═══ Records for the exercise

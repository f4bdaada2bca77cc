//! Close-code policy for the gateway socket.

// -----------------------------------------------------------------------------
// ----- Constants -------------------------------------------------------------

pub const NORMAL_CLOSURE: u16 = 1000;
pub const UNKNOWN_ERROR: u16 = 4000;
pub const AUTHENTICATION_FAILED: u16 = 4004;
pub const INVALID_SEQUENCE: u16 = 4007;
pub const SESSION_TIMED_OUT: u16 = 4009;
pub const INVALID_INTENTS: u16 = 4013;
pub const DISALLOWED_INTENTS: u16 = 4014;

// -----------------------------------------------------------------------------
// ----- CloseAction -----------------------------------------------------------

/// What the connection should do after the socket closed with a given code.
#[derive(Debug, Clone, Copy, PartialEq, Eq)]
pub enum CloseAction {
    /// Terminal; surface an error and never reconnect.
    Fatal,

    /// The session is gone; reconnect with a fresh Identify.
    Reidentify,

    /// Reconnect and try to continue the session.
    Resume,
}

/// `None` means the socket went away without a close frame.
pub fn classify_close(code: Option<u16>) -> CloseAction {
    match code {
        Some(AUTHENTICATION_FAILED | INVALID_INTENTS | DISALLOWED_INTENTS) => CloseAction::Fatal,
        Some(INVALID_SEQUENCE | SESSION_TIMED_OUT) => CloseAction::Reidentify,
        _ => CloseAction::Resume,
    }
}

// -----------------------------------------------------------------------------
// ----- Tests -----------------------------------------------------------------


// -----------------------------------------------------------------------------
// -----------------------------------------------------------------------------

══════

**About this task:** Read the entries and show each line that mentions "CloseAction".

**Output below:**
// ----- CloseAction -----------------------------------------------------------
pub enum CloseAction {
pub fn classify_close(code: Option<u16>) -> CloseAction {
        Some(AUTHENTICATION_FAILED | INVALID_INTENTS | DISALLOWED_INTENTS) => CloseAction::Fatal,
        Some(INVALID_SEQUENCE | SESSION_TIMED_OUT) => CloseAction::Reidentify,
        _ => CloseAction::Resume,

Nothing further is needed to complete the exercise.